2.2.2. Benchmarking classifications
This section presents two different classifications of benchmarking that, al-though they were created inside the business management community, can be applied to software benchmarking. One of the classifications is focused on the participants involved in it, whereas the other is based on the nature of the objects under analysis.
The main benchmarking classification was presented by Camp [1989]. He categorises benchmarking depending on the kind of participants involved, and his classification has been adopted by authors such as Sole and Bist [1995], Ahmed and Rafiq [1998] and Fernandez et al. [2001]. The four categories identified by Camp are
Internal benchmarking. It measures and compares the performance of activities, functions and processes within one organization.
Competitive benchmarking. In this case, the comparison is made with products, services, and/or business processes of a direct competitor.
Functional benchmarking (also called industry benchmarking).
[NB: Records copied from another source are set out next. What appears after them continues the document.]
use std::{fs, path::Path};

use anyhow::Context;
use client_core::{encoding::DEFAULT_SAMPLE_COUNT, INPUTS_STORAGE_KEY};
use serde::Deserialize;

#[derive(Debug, Clone, PartialEq)]
pub struct Settings {
    pub api_url: String,
    pub database_url: String,
    pub storage_key: String,
    pub curve_samples: usize,
}

impl Default for Settings {
    fn default() -> Self {
        Self {
            api_url: "http://localhost:8000".into(),
            database_url: "sqlite://./data/dashboard.db".into(),
            storage_key: INPUTS_STORAGE_KEY.into(),
            curve_samples: DEFAULT_SAMPLE_COUNT,
        }
    }
}

/// Keys accepted in `dashboard.toml`; all optional.
#[derive(Debug, Default, Deserialize)]
#[serde(deny_unknown_fields)]
struct FileSettings {
    api_url: Option<String>,
    database_url: Option<String>,
    storage_key: Option<String>,
    curve_samples: Option<usize>,
}

/// Defaults, then the config file if it exists, then the process environment.
pub fn load_settings(config_path: &Path) -> anyhow::Result<Settings> {
    let file = match fs::read_to_string(config_path) {
        Ok(raw) => Some(raw),
        Err(err) if err.kind() == std::io::ErrorKind::NotFound => None,
        Err(err) => {
            return Err(err)
                .with_context(|| format!("failed to read config '{}'", config_path.display()))
        }
    };
    settings_from(file.as_deref(), |key| std::env::var(key).ok())
        .with_context(|| format!("invalid config '{}'", config_path.display()))
}

pub fn settings_from(
    file: Option<&str>,
    env: impl Fn(&str) -> Option<String>,
) -> anyhow::Result<Settings> {
    let mut settings = Settings::default();

    if let Some(raw) = file {
        let file_cfg: FileSettings = toml::from_str(raw)?;
        if let Some(v) = file_cfg.api_url {
            settings.api_url = v;
        }
        if let Some(v) = file_cfg.database_url {
            settings.database_url = v;
        }
        if let Some(v) = file_cfg.storage_key {
            settings.storage_key = v;
        }
        if let Some(v) = file_cfg.curve_samples {
            settings.curve_samples = v;
        }
    }

    if let Some(v) = env("API_URL") {
        settings.api_url = v;
    }
    if let Some(v) = env("APP__API_URL") {
        settings.api_url = v;
    }

    if let Some(v) = env("DATABASE_URL") {
        settings.database_url = v;
    }
    if let Some(v) = env("APP__DATABASE_URL") {
        settings.database_url = v;
    }

    if let Some(v) = env("APP__STORAGE_KEY") {
        settings.storage_key = v;
    }

    if let Some(v) = env("APP__CURVE_SAMPLES") {
        if let Ok(parsed) = v.trim().parse::<usize>() {
            settings.curve_samples = parsed;
        }
    }

    Ok(settings)
}

/// Turns plain paths and `sqlite:` shorthands into `sqlite://` urls.
pub fn normalize_database_url(raw_database_url: &str) -> String {
    let raw_database_url = raw_database_url.trim();

    if raw_database_url.is_empty() {
        return Settings::default().database_url;
    }

    if raw_database_url.starts_with("sqlite::memory:") || raw_database_url.contains("://") {
        return raw_database_url.to_string();
    }

    if let Some(path) = raw_database_url.strip_prefix("sqlite:") {
        return format!("sqlite://{}", path.replace('\\', "/"));
    }

    format!("sqlite://{}", raw_database_url.replace('\\', "/"))
}

#[cfg(test)]
#[path = "tests/config_tests.rs"]
mod tests;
This category is similar to the previous one, competitive benchmarking, except that the comparison involves a larger and more broadly defined group of competitors in the same industry.
Generic benchmarking. Its aim is to search for general best practices, without regarding any specific industry.
Another classification categorises benchmarking according to the nature of the objects under analysis. This classification first appeared in Ahmed and Rafiq’s [1998] paper and complements Camp’s classification. A few years later, Lankford [2000] established a separate classification and identified the following types of benchmarking:
Process benchmarking. It involves comparisons between discrete work processes and systems.
Performance benchmarking. It involves comparison and scrutiny of performance attributes of products and services.
Strategic benchmarking. It involves comparison of the strategic issues or processes of an organization.